- 白水社
- 19.6×13.6cm、224ページ
- ISBN 978-4560096529
- 価格 2484円
評者は、変光星の観測のため家を出るあるいは戻る時、いつも口ずさむのが、♯木枯らし途絶えてさつる空より…、♯あの町この町日が暮れて…、♯笹の葉さらさら軒端に揺れる…、♯夕空晴れて秋風吹き…、♯星影さやかに静かに更けぬ…、♯雲無きみ空にきらめく光…、等々である。みんないい歌ですね!
本書冒頭、1998年11月18日東京大塚がんセンター屋上で、筆者が入院患者数人としし座流星群を観望した記事が語られている。ちょうど同じ日、評者は東京多摩市のある小学校校庭で250人の方々と観望した思い出を持つ。何しろ同校校長先生の粋な取り計らいで、明け方にも関わらず校庭が開放されたのだ。おかげでその締めくくりに大火球が飛び、皆さん忘れられない思い出を大火球の流星痕と共に残されたらしい。

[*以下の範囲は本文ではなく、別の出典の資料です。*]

//! Reads the temperature stream, prints statistics and saves snapshots.

use anyhow::{Context, Result};
use image::imageops::{self, FilterType};
use image::RgbImage;
use std::io::{Read, Write};
use std::path::PathBuf;
use thermcam_core::stream::FrameReader;
use thermcam_core::types::{HEIGHT, WIDTH};
use thermcam_core::{palette, ColorImage, TemperatureGrid};

pub struct CaptureOptions {
    /// Frames to capture after the warm-up.
    pub frames: u64,
    /// Warm-up frames to discard.
    pub skip: u64,
    /// Directory for PNG snapshots; none means statistics only.
    pub out: Option<PathBuf>,
    /// Integer upscaling factor for snapshots.
    pub scale: u32,
}

/// Convert a color image to an `image` buffer, upscaled with nearest
/// neighbour so each sensor pixel stays a sharp square.
pub fn to_rgb_image(color: &ColorImage, scale: u32) -> Option<RgbImage> {
    let native = RgbImage::from_raw(WIDTH as u32, HEIGHT as u32, color.data.to_vec())?;
    let scale = scale.max(1);
    if scale == 1 {
        return Some(native);
    }
    Some(imageops::resize(
        &native,
        WIDTH as u32 * scale,
        HEIGHT as u32 * scale,
        FilterType::Nearest,
    ))
}

/// Consume frames from `input`, writing one statistics line per captured
/// frame to `report`. Returns the number of frames captured.
///
/// A stream that ends early is not an error; a frame cut short is.
pub fn capture<R: Read, W: Write>(input: R, report: &mut W, opts: &CaptureOptions) -> Result<u64> {
    if let Some(dir) = &opts.out {
        std::fs::create_dir_all(dir)
            .with_context(|| format!("failed to create {}", dir.display()))?;
    }

    let mut reader = FrameReader::new(input);
    let mut grid = TemperatureGrid::new();
    let mut image = ColorImage::new();
    let mut captured = 0u64;

    while captured < opts.frames {
        if !reader.read_frame(&mut grid).context("reading frame stream")? {
            tracing::warn!(
                read = reader.frames_read(),
                captured,
                "stream ended before all frames were captured"
            );
            break;
        }
        if reader.frames_read() <= opts.skip {
            tracing::debug!(frame = reader.frames_read(), "skipping warm-up frame");
            continue;
        }

        match grid.stats() {
            Some(s) => writeln!(
                report,
                "frame {captured:>4}: min {:6.2} °C  mean {:6.2} °C  max {:6.2} °C",
                s.min, s.mean, s.max
            )?,
            None => writeln!(report, "frame {captured:>4}: no finite values")?,
        }

        if let Some(dir) = &opts.out {
            palette::render(&grid, &mut image);
            let path = dir.join(format!("frame_{captured:04}.png"));
            let snapshot = to_rgb_image(&image, opts.scale).context("image buffer size mismatch")?;
            snapshot
                .save(&path)
                .with_context(|| format!("failed to write {}", path.display()))?;
            tracing::debug!(path = %path.display(), "snapshot saved");
        }

        captured += 1;
    }

    Ok(captured)
}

評者より2歳年長の方で東大仏文学科卒、本書を書く最も適任者(要するに★好き)の詩人、作家車谷長吉さんとご結婚された。その★好きは評者を超えている。だから文学者の天文観を学ぶのにもってこいだ。違うんですね! まさしくロマンそのもの。ただし科学者だと、面倒くさいから、図とかグラフで誤魔化してしまおうとするが、本書は文字だらけ。それを覚悟して、ただし行間は広いから詠みやすいですよ。弘法大師・清少納言・サンテグジュペリ・三島由紀夫・宮沢賢治・草野心平・谷川俊太郎…多数登場します。